En la política nacional se abrió una puerta que puede impactar también en el clima de los próximos meses: Mauricio Macri les dijo a los principales dirigentes del PRO que habló con Karina Milei y que, a partir de esa charla, decidió dar un paso para recomponer el vínculo con el Gobierno.
Según contó el propio expresidente, mandó a Cristian Ritondo y a Fernando de Andreis a participar de una reunión con Diego Santilli y parte de la conducción política de la Casa Rosada. La idea es empezar a reconstruir confianza, en un contexto en el que el PRO viene discutiendo qué lugar ocupar frente al oficialismo.
La novedad se conoció a través del chat interno de la mesa ejecutiva del partido. Allí, Macri explicó que el contacto con la secretaria general de la Presidencia se había dado días atrás y que, como consecuencia de esa conversación, decidió habilitar este primer acercamiento.
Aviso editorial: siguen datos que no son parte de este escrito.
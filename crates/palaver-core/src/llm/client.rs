//! CompletionClient trait definition.
//!
//! The single seam between the chat pipeline and the external completion
//! provider. Provider choice (endpoint, model, credentials) is carried by
//! the implementation's configuration, never by additional code paths.

use palaver_types::completion::{CompletionError, PromptMessage};

/// Trait for chat-completion provider backends.
///
/// Uses native async fn in traits (RPITIT, Rust 2024 edition).
/// Implementations live in palaver-infra (e.g., `OpenAiCompatClient`).
pub trait CompletionClient: Send + Sync {
    /// Human-readable provider name used in logs (e.g., "openai").
    fn name(&self) -> &str;

    /// Send the assembled context and return the reply text.
    ///
    /// Must enforce a hard request timeout and never retry. A missing
    /// reply field in an otherwise successful response is a
    /// [`CompletionError::Malformed`], not an empty string.
    fn complete(
        &self,
        context: &[PromptMessage],
    ) -> impl std::future::Future<Output = Result<String, CompletionError>> + Send;
}
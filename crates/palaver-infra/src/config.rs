//! Service configuration loader for Palaver.
//!
//! Reads `config.toml` from the data directory (`~/.palaver/` in production)
//! and deserializes it into [`ServiceConfig`]. Falls back to defaults when
//! the file is missing or malformed; the loader never fails startup.

use std::path::{Path, PathBuf};

use palaver_types::config::ServiceConfig;

/// Load service configuration from `{data_dir}/config.toml`.
///
/// - If the file does not exist, returns [`ServiceConfig::default()`].
/// - If the file exists but fails to parse, logs a warning and returns the default.
/// - If the file exists and parses successfully, returns the parsed config.
pub async fn load_config(data_dir: &Path) -> ServiceConfig {
    let config_path = data_dir.join("config.toml");

    let content = match tokio::fs::read_to_string(&config_path).await {
        Ok(content) => content,
        Err(err) if err.kind() == std::io::ErrorKind::NotFound => {
            tracing::debug!("No config.toml found at {}, using defaults", config_path.display());
            return ServiceConfig::default();
        }
        Err(err) => {
            tracing::warn!("Failed to read {}: {err}, using defaults", config_path.display());
            return ServiceConfig::default();
        }
    };

    match toml::from_str::<ServiceConfig>(&content) {
        Ok(config) => config,
        Err(err) => {
            tracing::warn!(
                "Failed to parse {}: {err}, using defaults",
                config_path.display()
            );
            ServiceConfig::default()
        }
    }
}

/// Resolve the data directory: `PALAVER_DATA_DIR` env var, falling back
/// to `~/.palaver`.
pub fn default_data_dir() -> PathBuf {
    if let Ok(dir) = std::env::var("PALAVER_DATA_DIR") {
        return PathBuf::from(dir);
    }
    let home = std::env::var("HOME").unwrap_or_else(|_| ".".to_string());
    PathBuf::from(home).join(".palaver")
}
//! HTTP/REST API layer for Palaver.
//!
//! Axum-based REST API at `/api/` with CORS support.

pub mod error;
pub mod handlers;
pub mod router;
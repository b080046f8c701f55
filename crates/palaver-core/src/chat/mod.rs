//! Chat session and message handling for Palaver.
//!
//! This module defines the `ChatRepository` trait that the infrastructure
//! layer implements, the pure history-assembly step, and the `ChatService`
//! pipeline that ties persistence and completion together.

pub mod context;
pub mod repository;
pub mod service;
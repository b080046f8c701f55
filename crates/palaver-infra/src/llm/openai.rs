//! OpenAiCompatClient -- concrete [`CompletionClient`] for OpenAI-compatible
//! endpoints.
//!
//! Sends a single non-streaming request to `{base_url}/chat/completions`
//! with bearer authentication, enforces the configured hard timeout, and
//! extracts `choices[0].message.content`. Never retries.
//!
//! The API key is wrapped in [`secrecy::SecretString`] and is never logged
//! or included in `Debug` output.

use std::time::Duration;

use secrecy::{ExposeSecret, SecretString};
use serde::{Deserialize, Serialize};

use palaver_core::llm::client::CompletionClient;
use palaver_types::completion::{CompletionError, PromptMessage};
use palaver_types::config::ProviderSettings;

/// Completion client for any endpoint speaking the OpenAI chat
/// completions protocol.
///
/// All request shaping (model, generation parameters, timeout) is fixed
/// per instance from [`ProviderSettings`].
pub struct OpenAiCompatClient {
    client: reqwest::Client,
    api_key: SecretString,
    name: String,
    base_url: String,
    model: String,
    max_tokens: u32,
    temperature: f64,
    timeout_secs: u64,
}

// OpenAiCompatClient intentionally does NOT derive Debug so the API key
// can never leak through formatting.

impl OpenAiCompatClient {
    /// Create a new client from provider settings and a resolved API key.
    pub fn new(settings: &ProviderSettings, api_key: SecretString) -> Self {
        let client = reqwest::Client::builder()
            .timeout(Duration::from_secs(settings.request_timeout_secs))
            .build()
            .expect("failed to create reqwest client");

        Self {
            client,
            api_key,
            name: settings.name.clone(),
            base_url: settings.base_url.clone(),
            model: settings.model.clone(),
            max_tokens: settings.max_tokens,
            temperature: settings.temperature,
            timeout_secs: settings.request_timeout_secs,
        }
    }

    fn url(&self) -> String {
        format!("{}/chat/completions", self.base_url)
    }
}

// ---------------------------------------------------------------------------
// Wire types
// ---------------------------------------------------------------------------

#[derive(Serialize)]
struct ChatCompletionRequest<'a> {
    model: &'a str,
    messages: &'a [PromptMessage],
    max_tokens: u32,
    temperature: f64,
}

#[derive(Deserialize)]
struct ChatCompletionResponse {
    #[serde(default)]
    choices: Vec<ChatCompletionChoice>,
}

#[derive(Deserialize)]
struct ChatCompletionChoice {
    message: ChatCompletionMessage,
}

#[derive(Deserialize)]
struct ChatCompletionMessage {
    #[serde(default)]
    content: Option<String>,
}

impl CompletionClient for OpenAiCompatClient {
    fn name(&self) -> &str {
        &self.name
    }

    async fn complete(&self, context: &[PromptMessage]) -> Result<String, CompletionError> {
        let body = ChatCompletionRequest {
            model: &self.model,
            messages: context,
            max_tokens: self.max_tokens,
            temperature: self.temperature,
        };

        let response = self
            .client
            .post(self.url())
            .bearer_auth(self.api_key.expose_secret())
            .json(&body)
            .send()
            .await
            .map_err(|e| {
                if e.is_timeout() {
                    CompletionError::Timeout(self.timeout_secs)
                } else {
                    CompletionError::Transport(format!("HTTP request failed: {e}"))
                }
            })?;

        let status = response.status();
        if !status.is_success() {
            let detail = response.text().await.unwrap_or_default();
            return Err(CompletionError::Status {
                status: status.as_u16(),
                detail,
            });
        }

        let completion: ChatCompletionResponse = response
            .json()
            .await
            .map_err(|e| CompletionError::Malformed(format!("failed to parse response: {e}")))?;

        // An absent reply field is a provider error, never an empty string.
        completion
            .choices
            .into_iter()
            .next()
            .and_then(|choice| choice.message.content)
            .ok_or_else(|| CompletionError::Malformed("response carried no reply text".to_string()))
    }
}
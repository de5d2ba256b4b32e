//! Shared scroll signal.
//!
//! Every primitive in this crate reads the same global scroll position, so
//! a host only needs one scroll listener: it builds a [`ScrollSample`] per
//! event and pushes it through a [`ScrollHub`], which broadcasts to every
//! live subscription. Subscriptions are RAII guards; dropping one (when its
//! component unmounts) deregisters it. Hosts with a single consumer can
//! skip the hub and call the primitive's `on_scroll` directly.

use std::cell::RefCell;
use std::rc::{Rc, Weak};

use tracing::{debug, trace};

use crate::geometry::Viewport;

/// A snapshot of global scroll state at one scroll event.
#[derive(Clone, Copy, Debug, PartialEq, serde::Serialize, serde::Deserialize)]
pub struct ScrollSample {
    /// Scroll offset from the top of the document, in pixels.
    pub scroll_top: f64,
    pub viewport: Viewport,
    /// Full scrollable height of the document, in pixels.
    pub document_height: f64,
}

impl ScrollSample {
    /// How far past the document the viewport can still travel.
    pub fn max_scroll(self) -> f64 {
        (self.document_height - self.viewport.height).max(0.0)
    }
}

type Callback = Box<dyn FnMut(ScrollSample)>;

struct HubInner {
    next_id: u64,
    subscribers: Vec<(u64, Callback)>,
    /// Ids unsubscribed while a dispatch had the list checked out.
    dead: Vec<u64>,
    last: Option<ScrollSample>,
}

/// Single-dispatch fan-out for scroll events.
///
/// Single-threaded by design; the whole cluster runs on the host's UI
/// event loop.
#[derive(Clone)]
pub struct ScrollHub {
    inner: Rc<RefCell<HubInner>>,
}

impl ScrollHub {
    pub fn new() -> Self {
        Self {
            inner: Rc::new(RefCell::new(HubInner {
                next_id: 0,
                subscribers: Vec::new(),
                dead: Vec::new(),
                last: None,
            })),
        }
    }

    /// Register a subscriber. It is invoked for every subsequent
    /// [`dispatch`](Self::dispatch), in registration order, until the
    /// returned guard is dropped.
    pub fn subscribe(&self, callback: impl FnMut(ScrollSample) + 'static) -> ScrollSubscription {
        let mut inner = self.inner.borrow_mut();
        let id = inner.next_id;
        inner.next_id += 1;
        inner.subscribers.push((id, Box::new(callback)));
        debug!(id, count = inner.subscribers.len(), "scroll subscriber added");
        ScrollSubscription {
            hub: Rc::downgrade(&self.inner),
            id,
        }
    }

    /// Broadcast one scroll event to all live subscribers.
    pub fn dispatch(&self, sample: ScrollSample) {
        trace!(scroll_top = sample.scroll_top, "scroll dispatch");
        // Callbacks may subscribe or drop guards reentrantly, so the list
        // is taken out for the duration of the walk and merged back after.
        let mut current = {
            let mut inner = self.inner.borrow_mut();
            inner.last = Some(sample);
            std::mem::take(&mut inner.subscribers)
        };
        for (id, callback) in current.iter_mut() {
            // A guard dropped by an earlier callback lands on the dead
            // list; its subscriber must not see the in-flight sample.
            let unsubscribed = self.inner.borrow().dead.contains(id);
            if !unsubscribed {
                callback(sample);
            }
        }
        let mut inner = self.inner.borrow_mut();
        let added = std::mem::replace(&mut inner.subscribers, current);
        inner.subscribers.extend(added);
        if !inner.dead.is_empty() {
            let dead = std::mem::take(&mut inner.dead);
            inner.subscribers.retain(|(id, _)| !dead.contains(id));
        }
    }

    /// The most recently dispatched sample, if any.
    pub fn last_sample(&self) -> Option<ScrollSample> {
        self.inner.borrow().last
    }

    pub fn subscriber_count(&self) -> usize {
        self.inner.borrow().subscribers.len()
    }
}

impl Default for ScrollHub {
    fn default() -> Self {
        Self::new()
    }
}

/// Guard for one hub registration; dropping it removes the subscriber.
pub struct ScrollSubscription {
    hub: Weak<RefCell<HubInner>>,
    id: u64,
}

impl Drop for ScrollSubscription {
    fn drop(&mut self) {
        if let Some(inner) = self.hub.upgrade()
            && let Ok(mut inner) = inner.try_borrow_mut()
        {
            // During a dispatch the list is checked out of the hub, so the
            // retain below may find nothing; the dead list lets the merge
            // step drop this subscriber instead.
            inner.subscribers.retain(|(id, _)| *id != self.id);
            inner.dead.push(self.id);
            debug!(id = self.id, "scroll subscriber removed");
        }
    }
}

#[cfg(test)]
mod tests {
    use super::*;

    fn sample(scroll_top: f64) -> ScrollSample {
        ScrollSample {
            scroll_top,
            viewport: Viewport::new(1200.0, 800.0).unwrap(),
            document_height: 3000.0,
        }
    }

    #[test]
    fn dispatch_reaches_all_subscribers() {
        let hub = ScrollHub::new();
        let seen_a = Rc::new(RefCell::new(Vec::new()));
        let seen_b = Rc::new(RefCell::new(Vec::new()));

        let a = seen_a.clone();
        let _sub_a = hub.subscribe(move |s| a.borrow_mut().push(s.scroll_top));
        let b = seen_b.clone();
        let _sub_b = hub.subscribe(move |s| b.borrow_mut().push(s.scroll_top));

        hub.dispatch(sample(10.0));
        hub.dispatch(sample(20.0));

        assert_eq!(*seen_a.borrow(), vec![10.0, 20.0]);
        assert_eq!(*seen_b.borrow(), vec![10.0, 20.0]);
    }

    #[test]
    fn dropping_guard_deregisters() {
        let hub = ScrollHub::new();
        let seen = Rc::new(RefCell::new(0u32));

        let s = seen.clone();
        let sub = hub.subscribe(move |_| *s.borrow_mut() += 1);
        hub.dispatch(sample(10.0));
        assert_eq!(hub.subscriber_count(), 1);

        drop(sub);
        assert_eq!(hub.subscriber_count(), 0);
        hub.dispatch(sample(20.0));
        assert_eq!(*seen.borrow(), 1);
    }

    #[test]
    fn last_sample_is_retained() {
        let hub = ScrollHub::new();
        assert!(hub.last_sample().is_none());
        hub.dispatch(sample(42.0));
        assert_eq!(hub.last_sample().unwrap().scroll_top, 42.0);
    }

    #[test]
    fn max_scroll_clamps_at_zero() {
        let short = ScrollSample {
            scroll_top: 0.0,
            viewport: Viewport::new(1200.0, 800.0).unwrap(),
            document_height: 500.0,
        };
        assert_eq!(short.max_scroll(), 0.0);
        assert_eq!(sample(0.0).max_scroll(), 2200.0);
    }

    #[test]
    fn unsubscribed_by_earlier_callback_misses_the_sample() {
        let hub = ScrollHub::new();
        let seen = Rc::new(RefCell::new(0u32));

        let victim_guard: Rc<RefCell<Option<ScrollSubscription>>> =
            Rc::new(RefCell::new(None));
        let slot = victim_guard.clone();
        let _dropper = hub.subscribe(move |_| {
            slot.borrow_mut().take();
        });

        let s = seen.clone();
        *victim_guard.borrow_mut() = Some(hub.subscribe(move |_| *s.borrow_mut() += 1));

        // The dropper runs first and unmounts the victim; the victim must
        // not receive this dispatch or any later one.
        hub.dispatch(sample(10.0));
        hub.dispatch(sample(20.0));
        assert_eq!(*seen.borrow(), 0);
        assert_eq!(hub.subscriber_count(), 1);
    }

    #[test]
    fn subscribing_from_inside_a_callback_does_not_panic() {
        let hub = ScrollHub::new();
        let hub2 = hub.clone();
        let held: Rc<RefCell<Vec<ScrollSubscription>>> = Rc::new(RefCell::new(Vec::new()));
        let held2 = held.clone();
        let _sub = hub.subscribe(move |_| {
            let guard = hub2.subscribe(|_| {});
            held2.borrow_mut().push(guard);
        });
        hub.dispatch(sample(1.0));
        assert_eq!(hub.subscriber_count(), 2);
    }
}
El movimiento no implica, por ahora, un acuerdo cerrado ni una alianza electoral. Sí marca un intento concreto de bajar la tensión y de ordenar la relación entre dos espacios que, en los hechos, vienen compartiendo votaciones y diferencias desde el inicio del gobierno de Javier Milei.
En el PRO admiten que el escenario sigue abierto. El propio Macri dijo que continúa siendo “escéptico” sobre las chances de un entendimiento, aunque al mismo tiempo sostuvo que durante este año hay que agotar todos los intentos para que al Gobierno le vaya bien.
Para la política, la señal no es menor: después de meses de ruido y distancia, vuelve a haber un canal directo entre las máximas referencias del PRO y del oficialismo. La reunión prevista para mañana será el primer termómetro para ver si ese diálogo puede traducirse en algo más que un gesto.
En términos prácticos, lo que está en juego también toca la vida cotidiana de la gente: la capacidad del Gobierno para conseguir apoyos en el Congreso y avanzar con su agenda. En ese tablero, los votos del PRO siguen pesando y pueden ser decisivos en varias discusiones.
Por ahora, Macri no habló de integración ni de una sociedad política formal. Lo que hizo fue habilitar una mesa de conversación y dejar claro que, antes de tomar una definición más dura, quiere explorar si todavía hay margen para un entendimiento.